**Exercise prompt**
Output the lines below exactly, please, from the first line until the line with "pub fn file(path: impl", counting both.

**Data supplied**
··········

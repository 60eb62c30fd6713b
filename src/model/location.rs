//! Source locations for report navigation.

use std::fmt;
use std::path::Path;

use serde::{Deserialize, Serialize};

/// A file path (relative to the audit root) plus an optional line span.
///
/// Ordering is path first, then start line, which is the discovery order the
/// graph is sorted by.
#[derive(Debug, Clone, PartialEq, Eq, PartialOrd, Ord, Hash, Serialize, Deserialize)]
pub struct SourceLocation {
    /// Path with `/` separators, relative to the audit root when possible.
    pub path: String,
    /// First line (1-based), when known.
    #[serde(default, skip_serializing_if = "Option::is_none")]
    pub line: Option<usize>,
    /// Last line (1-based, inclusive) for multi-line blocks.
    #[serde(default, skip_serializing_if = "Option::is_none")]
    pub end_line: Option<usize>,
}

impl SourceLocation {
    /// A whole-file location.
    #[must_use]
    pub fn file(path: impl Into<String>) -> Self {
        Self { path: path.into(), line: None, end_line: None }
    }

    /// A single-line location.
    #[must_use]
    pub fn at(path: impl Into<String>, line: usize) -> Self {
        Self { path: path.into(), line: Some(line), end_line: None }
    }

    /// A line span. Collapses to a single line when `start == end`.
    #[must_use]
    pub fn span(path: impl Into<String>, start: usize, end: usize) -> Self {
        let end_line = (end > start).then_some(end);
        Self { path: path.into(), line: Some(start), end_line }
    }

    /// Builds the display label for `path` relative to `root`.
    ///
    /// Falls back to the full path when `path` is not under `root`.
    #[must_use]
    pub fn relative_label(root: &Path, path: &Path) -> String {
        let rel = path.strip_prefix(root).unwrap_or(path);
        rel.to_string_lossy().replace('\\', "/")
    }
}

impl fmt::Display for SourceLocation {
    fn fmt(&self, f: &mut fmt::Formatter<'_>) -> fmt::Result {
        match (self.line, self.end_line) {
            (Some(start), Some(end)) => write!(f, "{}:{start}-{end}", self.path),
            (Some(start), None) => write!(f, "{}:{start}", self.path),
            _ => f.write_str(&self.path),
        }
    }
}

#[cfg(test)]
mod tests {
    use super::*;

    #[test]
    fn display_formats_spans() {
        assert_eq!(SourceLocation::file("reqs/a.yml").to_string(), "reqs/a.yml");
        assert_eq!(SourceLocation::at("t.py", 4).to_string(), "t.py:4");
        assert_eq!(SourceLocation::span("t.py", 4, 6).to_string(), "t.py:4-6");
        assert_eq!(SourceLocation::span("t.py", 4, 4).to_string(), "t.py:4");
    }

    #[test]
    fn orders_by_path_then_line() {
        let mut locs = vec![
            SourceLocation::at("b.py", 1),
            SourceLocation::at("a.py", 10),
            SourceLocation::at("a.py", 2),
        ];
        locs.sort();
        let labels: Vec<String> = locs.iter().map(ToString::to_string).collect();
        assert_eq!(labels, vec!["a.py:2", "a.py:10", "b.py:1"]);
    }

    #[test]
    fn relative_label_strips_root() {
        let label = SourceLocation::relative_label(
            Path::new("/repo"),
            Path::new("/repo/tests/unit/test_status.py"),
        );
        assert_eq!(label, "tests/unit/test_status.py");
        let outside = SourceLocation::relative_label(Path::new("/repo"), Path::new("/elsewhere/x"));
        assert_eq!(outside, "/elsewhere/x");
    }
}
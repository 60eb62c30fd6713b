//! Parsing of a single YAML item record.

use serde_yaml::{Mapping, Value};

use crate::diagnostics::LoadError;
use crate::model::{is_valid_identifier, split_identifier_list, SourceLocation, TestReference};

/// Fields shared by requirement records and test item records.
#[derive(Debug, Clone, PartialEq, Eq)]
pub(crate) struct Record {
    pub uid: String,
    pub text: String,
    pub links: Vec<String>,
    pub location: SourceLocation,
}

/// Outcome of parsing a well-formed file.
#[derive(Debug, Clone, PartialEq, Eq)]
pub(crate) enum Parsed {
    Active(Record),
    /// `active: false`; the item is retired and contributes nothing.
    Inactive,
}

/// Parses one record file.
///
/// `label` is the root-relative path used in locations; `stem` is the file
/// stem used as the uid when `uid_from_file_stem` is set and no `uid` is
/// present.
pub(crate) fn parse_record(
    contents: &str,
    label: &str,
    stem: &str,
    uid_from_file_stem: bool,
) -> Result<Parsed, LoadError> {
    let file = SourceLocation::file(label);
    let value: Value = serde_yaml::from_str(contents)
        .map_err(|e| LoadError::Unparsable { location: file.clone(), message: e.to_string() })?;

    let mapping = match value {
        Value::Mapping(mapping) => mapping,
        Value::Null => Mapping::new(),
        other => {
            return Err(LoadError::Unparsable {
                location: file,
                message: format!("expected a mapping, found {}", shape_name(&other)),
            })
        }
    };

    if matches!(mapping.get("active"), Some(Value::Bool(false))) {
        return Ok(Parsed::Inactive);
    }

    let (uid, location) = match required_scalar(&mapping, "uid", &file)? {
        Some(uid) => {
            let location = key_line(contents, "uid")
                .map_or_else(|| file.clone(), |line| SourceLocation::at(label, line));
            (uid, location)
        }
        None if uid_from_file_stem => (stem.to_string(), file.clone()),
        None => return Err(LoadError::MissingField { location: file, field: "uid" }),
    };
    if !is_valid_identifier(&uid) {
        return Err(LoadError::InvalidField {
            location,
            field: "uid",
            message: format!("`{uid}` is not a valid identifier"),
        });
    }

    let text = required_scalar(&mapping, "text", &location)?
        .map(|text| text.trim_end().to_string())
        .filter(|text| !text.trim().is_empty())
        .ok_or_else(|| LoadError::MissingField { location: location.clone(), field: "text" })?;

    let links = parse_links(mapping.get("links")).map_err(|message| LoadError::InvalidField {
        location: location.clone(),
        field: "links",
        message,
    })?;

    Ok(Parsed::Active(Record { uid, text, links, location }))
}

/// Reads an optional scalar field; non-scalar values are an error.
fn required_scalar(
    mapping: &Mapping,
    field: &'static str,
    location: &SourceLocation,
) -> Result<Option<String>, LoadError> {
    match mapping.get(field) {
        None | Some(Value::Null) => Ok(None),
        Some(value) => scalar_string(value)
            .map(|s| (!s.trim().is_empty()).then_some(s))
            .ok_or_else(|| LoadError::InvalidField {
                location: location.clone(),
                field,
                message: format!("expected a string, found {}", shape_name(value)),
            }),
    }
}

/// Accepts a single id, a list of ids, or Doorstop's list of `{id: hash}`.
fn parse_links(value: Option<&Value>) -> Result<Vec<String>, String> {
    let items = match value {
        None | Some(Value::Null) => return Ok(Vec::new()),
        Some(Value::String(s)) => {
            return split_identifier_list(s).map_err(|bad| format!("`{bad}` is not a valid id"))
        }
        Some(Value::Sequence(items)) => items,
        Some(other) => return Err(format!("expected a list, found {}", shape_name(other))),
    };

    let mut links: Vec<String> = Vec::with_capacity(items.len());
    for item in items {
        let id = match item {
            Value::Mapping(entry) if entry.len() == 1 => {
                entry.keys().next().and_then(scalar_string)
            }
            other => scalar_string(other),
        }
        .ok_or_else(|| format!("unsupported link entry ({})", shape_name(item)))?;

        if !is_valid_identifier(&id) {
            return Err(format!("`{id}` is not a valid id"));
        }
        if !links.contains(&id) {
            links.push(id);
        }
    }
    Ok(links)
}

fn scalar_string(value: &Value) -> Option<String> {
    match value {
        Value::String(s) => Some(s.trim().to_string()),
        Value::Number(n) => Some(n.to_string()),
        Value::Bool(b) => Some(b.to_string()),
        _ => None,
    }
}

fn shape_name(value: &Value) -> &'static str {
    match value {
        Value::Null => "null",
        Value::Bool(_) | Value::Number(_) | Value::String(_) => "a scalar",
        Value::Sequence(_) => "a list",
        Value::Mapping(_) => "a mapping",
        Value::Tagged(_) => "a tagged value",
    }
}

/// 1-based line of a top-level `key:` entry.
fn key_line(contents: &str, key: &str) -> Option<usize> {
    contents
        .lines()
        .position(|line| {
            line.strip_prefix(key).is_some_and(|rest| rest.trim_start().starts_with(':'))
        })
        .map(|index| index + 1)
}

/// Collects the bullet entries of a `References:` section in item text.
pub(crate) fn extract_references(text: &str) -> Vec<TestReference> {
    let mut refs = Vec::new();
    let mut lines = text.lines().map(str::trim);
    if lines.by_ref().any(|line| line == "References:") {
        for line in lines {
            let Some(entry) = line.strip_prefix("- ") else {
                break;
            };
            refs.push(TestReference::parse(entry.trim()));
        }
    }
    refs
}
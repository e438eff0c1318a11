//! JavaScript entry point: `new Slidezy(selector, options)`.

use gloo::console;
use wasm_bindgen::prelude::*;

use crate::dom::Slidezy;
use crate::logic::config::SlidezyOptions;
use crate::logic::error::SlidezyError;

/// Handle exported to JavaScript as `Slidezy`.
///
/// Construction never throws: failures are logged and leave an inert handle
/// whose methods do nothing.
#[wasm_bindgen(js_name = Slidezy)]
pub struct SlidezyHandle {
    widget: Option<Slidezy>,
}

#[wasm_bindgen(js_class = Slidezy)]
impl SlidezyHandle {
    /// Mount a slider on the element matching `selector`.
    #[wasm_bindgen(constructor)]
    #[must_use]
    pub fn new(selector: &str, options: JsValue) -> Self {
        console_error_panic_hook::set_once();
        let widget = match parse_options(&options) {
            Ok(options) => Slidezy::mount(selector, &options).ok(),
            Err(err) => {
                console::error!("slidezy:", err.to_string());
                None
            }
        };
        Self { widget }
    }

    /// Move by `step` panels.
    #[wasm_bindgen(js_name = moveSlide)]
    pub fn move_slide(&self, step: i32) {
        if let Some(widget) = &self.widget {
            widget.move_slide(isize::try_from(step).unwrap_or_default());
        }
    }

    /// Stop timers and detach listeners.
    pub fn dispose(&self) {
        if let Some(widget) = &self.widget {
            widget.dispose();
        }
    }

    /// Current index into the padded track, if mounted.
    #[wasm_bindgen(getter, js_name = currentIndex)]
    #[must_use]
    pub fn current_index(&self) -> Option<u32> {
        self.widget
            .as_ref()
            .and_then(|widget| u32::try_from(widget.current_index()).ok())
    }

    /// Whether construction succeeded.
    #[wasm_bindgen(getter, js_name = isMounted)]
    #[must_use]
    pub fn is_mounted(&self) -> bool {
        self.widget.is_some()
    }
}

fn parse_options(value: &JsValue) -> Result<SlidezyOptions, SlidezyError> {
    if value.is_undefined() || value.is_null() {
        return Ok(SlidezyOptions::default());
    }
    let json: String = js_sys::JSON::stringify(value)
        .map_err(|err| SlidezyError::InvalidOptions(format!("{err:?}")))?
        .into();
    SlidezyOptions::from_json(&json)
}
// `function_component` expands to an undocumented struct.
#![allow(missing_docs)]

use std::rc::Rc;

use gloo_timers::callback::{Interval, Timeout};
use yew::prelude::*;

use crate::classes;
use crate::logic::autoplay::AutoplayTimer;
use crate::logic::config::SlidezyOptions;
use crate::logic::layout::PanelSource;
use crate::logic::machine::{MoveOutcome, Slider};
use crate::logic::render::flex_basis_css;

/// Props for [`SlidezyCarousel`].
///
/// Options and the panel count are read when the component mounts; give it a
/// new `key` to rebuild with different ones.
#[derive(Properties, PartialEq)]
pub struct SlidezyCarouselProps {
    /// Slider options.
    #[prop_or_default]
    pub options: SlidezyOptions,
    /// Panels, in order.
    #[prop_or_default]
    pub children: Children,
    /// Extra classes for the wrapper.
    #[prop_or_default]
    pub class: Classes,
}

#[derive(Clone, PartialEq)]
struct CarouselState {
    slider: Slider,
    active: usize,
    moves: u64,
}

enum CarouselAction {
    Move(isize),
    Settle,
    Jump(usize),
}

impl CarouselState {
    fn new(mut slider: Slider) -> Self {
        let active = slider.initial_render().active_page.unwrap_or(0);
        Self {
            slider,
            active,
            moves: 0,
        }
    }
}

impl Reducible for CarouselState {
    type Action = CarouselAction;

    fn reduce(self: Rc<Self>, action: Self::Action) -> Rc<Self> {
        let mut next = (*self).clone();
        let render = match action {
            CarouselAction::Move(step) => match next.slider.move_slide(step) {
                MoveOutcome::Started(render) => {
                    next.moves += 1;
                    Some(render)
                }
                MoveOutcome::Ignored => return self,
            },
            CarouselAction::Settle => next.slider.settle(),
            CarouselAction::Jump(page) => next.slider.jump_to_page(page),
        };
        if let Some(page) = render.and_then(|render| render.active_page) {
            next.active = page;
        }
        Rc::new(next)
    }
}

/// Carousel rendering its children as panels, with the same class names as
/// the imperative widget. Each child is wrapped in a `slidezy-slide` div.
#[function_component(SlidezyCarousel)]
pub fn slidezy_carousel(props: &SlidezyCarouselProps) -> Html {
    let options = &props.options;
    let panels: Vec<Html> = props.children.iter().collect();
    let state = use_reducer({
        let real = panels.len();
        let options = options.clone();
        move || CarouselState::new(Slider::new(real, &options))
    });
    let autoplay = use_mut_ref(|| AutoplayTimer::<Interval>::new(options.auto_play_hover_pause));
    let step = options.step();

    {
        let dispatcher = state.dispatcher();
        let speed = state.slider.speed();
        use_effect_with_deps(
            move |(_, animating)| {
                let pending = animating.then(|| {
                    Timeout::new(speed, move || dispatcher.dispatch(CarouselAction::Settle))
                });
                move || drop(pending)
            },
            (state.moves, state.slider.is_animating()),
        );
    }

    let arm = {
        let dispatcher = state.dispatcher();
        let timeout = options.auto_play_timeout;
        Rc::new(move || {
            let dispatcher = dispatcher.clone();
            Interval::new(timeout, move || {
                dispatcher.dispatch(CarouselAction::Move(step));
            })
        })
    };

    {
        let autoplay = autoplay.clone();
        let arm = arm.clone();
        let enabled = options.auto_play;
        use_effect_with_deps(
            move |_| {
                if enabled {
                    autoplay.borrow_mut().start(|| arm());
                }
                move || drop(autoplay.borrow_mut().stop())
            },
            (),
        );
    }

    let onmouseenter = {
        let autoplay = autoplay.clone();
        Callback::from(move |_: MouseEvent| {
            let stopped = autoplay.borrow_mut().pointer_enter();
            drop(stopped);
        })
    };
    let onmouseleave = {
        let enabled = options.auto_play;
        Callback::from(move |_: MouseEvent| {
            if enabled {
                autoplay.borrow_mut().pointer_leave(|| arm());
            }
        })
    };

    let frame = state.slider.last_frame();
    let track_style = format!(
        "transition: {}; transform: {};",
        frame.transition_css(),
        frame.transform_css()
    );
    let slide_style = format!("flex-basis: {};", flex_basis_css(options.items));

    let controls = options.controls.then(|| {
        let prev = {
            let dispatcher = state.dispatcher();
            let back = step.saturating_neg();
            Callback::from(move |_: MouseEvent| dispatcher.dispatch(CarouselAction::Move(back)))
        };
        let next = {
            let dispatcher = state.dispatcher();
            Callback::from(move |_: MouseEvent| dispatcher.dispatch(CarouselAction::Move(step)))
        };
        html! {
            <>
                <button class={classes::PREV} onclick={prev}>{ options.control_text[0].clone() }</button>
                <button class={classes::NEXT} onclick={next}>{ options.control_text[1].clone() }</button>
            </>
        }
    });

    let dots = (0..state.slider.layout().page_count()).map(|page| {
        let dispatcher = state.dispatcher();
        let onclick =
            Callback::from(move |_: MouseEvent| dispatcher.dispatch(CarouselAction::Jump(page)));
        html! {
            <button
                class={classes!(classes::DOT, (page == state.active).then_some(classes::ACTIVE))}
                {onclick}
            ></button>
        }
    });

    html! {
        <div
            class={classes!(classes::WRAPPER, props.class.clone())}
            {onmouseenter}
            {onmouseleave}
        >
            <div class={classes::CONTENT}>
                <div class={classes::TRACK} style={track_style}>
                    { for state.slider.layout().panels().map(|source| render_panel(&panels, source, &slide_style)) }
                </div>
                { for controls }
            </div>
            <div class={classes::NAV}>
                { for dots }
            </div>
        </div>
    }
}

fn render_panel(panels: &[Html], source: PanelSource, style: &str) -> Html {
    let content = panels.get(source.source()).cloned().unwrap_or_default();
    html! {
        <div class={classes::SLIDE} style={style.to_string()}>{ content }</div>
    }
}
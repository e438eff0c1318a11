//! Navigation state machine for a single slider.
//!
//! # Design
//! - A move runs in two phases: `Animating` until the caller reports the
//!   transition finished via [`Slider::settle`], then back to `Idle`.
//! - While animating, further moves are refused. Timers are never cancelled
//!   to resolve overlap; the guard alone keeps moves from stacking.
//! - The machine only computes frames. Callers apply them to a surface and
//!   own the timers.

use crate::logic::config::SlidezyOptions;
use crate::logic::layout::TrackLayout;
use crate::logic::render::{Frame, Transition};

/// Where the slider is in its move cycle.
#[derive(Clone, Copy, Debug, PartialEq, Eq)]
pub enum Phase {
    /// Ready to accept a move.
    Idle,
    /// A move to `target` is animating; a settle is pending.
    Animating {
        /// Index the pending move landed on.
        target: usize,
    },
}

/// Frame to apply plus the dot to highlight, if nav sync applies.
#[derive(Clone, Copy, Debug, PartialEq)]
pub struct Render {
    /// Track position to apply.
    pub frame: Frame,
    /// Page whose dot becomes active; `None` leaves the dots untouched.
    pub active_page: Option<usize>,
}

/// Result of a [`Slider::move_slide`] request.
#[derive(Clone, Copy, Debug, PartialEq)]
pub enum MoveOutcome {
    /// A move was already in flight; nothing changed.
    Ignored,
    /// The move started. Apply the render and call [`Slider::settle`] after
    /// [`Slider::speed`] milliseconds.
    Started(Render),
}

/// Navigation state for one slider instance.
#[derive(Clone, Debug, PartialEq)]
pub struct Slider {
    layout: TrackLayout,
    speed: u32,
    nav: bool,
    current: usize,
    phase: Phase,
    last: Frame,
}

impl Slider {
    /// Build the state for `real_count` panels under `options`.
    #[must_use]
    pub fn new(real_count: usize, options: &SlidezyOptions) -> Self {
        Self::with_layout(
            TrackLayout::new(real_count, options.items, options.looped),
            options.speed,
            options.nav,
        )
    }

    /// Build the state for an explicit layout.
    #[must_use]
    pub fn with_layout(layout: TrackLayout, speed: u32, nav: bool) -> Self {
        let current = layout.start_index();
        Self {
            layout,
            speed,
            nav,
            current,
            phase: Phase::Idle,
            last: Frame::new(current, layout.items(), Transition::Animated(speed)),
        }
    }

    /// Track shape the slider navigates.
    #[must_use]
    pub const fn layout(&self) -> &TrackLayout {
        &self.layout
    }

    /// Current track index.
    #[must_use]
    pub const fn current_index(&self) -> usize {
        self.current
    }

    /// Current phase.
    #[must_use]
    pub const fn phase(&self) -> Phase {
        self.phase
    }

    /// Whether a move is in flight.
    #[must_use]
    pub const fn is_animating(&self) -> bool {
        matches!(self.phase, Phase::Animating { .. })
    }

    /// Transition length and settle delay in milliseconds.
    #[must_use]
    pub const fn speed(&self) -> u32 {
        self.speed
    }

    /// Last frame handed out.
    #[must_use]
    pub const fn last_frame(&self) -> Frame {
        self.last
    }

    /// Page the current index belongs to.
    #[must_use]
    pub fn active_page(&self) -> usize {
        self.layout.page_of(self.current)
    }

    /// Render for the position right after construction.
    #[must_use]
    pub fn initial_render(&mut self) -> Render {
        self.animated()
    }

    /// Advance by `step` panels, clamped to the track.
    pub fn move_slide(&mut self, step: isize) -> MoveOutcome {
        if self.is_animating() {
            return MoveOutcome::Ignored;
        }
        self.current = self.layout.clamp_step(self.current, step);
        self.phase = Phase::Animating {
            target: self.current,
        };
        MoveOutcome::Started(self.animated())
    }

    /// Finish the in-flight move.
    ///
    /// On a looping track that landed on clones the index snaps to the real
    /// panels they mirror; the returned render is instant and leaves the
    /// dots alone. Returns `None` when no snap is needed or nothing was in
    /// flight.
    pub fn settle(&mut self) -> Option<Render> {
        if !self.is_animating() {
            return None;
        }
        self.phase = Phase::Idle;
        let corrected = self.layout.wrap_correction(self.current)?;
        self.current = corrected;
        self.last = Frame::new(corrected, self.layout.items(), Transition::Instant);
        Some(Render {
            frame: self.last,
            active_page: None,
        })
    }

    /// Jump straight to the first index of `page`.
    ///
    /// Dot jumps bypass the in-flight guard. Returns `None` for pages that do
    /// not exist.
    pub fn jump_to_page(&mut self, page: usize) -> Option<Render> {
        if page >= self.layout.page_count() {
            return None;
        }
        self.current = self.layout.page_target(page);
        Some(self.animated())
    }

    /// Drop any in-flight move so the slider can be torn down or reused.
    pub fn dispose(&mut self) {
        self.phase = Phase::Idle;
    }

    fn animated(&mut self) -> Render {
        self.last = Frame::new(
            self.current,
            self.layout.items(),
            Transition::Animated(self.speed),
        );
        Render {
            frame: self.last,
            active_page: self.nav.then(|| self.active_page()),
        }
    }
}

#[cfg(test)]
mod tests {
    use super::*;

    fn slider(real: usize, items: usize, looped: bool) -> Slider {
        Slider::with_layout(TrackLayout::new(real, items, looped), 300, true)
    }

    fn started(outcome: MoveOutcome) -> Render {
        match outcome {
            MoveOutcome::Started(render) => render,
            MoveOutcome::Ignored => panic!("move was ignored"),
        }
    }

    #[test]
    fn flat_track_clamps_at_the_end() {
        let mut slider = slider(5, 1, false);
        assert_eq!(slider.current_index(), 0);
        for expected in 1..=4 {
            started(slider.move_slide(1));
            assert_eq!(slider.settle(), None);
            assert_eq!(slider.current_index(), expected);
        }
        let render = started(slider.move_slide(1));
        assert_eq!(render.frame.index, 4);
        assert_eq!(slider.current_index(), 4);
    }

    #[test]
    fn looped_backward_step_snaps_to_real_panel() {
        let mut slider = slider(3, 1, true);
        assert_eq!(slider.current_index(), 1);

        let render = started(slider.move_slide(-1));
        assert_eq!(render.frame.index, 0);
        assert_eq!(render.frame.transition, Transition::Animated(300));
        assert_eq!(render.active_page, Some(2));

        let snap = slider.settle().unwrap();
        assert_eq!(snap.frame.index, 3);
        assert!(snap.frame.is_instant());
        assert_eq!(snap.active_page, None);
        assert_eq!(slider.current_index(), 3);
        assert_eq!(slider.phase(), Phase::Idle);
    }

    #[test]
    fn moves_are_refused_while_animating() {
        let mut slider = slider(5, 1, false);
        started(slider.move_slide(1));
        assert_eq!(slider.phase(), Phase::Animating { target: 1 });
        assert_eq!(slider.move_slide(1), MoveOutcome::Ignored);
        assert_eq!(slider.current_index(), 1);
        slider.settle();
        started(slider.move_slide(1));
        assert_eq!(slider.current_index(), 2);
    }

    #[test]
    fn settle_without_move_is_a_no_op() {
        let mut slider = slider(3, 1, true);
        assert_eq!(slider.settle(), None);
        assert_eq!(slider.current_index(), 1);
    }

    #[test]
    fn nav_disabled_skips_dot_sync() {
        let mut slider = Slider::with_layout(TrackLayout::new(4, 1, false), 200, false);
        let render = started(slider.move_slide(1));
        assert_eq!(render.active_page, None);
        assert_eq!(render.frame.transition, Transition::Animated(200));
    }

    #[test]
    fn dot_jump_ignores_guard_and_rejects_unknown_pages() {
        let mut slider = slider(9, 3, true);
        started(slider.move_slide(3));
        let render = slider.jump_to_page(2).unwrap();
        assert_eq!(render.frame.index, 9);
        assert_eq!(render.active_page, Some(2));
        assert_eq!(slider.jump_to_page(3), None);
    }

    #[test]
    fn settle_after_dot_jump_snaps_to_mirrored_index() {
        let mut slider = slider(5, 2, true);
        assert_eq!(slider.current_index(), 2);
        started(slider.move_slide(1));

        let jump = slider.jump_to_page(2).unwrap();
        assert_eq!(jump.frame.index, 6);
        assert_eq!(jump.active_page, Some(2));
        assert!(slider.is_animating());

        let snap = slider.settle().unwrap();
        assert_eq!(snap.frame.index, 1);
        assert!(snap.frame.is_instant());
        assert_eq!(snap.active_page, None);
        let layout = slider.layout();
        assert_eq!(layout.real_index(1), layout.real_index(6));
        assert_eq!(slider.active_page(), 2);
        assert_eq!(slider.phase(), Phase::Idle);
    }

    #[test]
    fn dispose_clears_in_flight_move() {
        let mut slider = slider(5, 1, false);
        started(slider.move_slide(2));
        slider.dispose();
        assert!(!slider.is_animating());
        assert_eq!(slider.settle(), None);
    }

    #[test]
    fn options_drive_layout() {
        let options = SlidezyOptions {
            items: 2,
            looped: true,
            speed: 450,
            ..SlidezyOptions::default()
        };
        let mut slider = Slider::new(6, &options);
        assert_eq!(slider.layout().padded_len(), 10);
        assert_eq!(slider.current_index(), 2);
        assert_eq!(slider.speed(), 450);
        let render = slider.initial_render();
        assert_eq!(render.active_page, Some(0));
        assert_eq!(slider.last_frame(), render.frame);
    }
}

··········

**Task solution**
repository 60eb62c30fd6713b
filename src/model/location.rs
//! Source locations for report navigation.

use std::fmt;
use std::path::Path;

use serde::{Deserialize, Serialize};

/// A file path (relative to the audit root) plus an optional line span.
///
/// Ordering is path first, then start line, which is the discovery order the
/// graph is sorted by.
#[derive(Debug, Clone, PartialEq, Eq, PartialOrd, Ord, Hash, Serialize, Deserialize)]
pub struct SourceLocation {
    /// Path with `/` separators, relative to the audit root when possible.
    pub path: String,
    /// First line (1-based), when known.
    #[serde(default, skip_serializing_if = "Option::is_none")]
    pub line: Option<usize>,
    /// Last line (1-based, inclusive) for multi-line blocks.
    #[serde(default, skip_serializing_if = "Option::is_none")]
    pub end_line: Option<usize>,
}

impl SourceLocation {
    /// A whole-file location.
    #[must_use]
    pub fn file(path: impl Into<String>) -> Self {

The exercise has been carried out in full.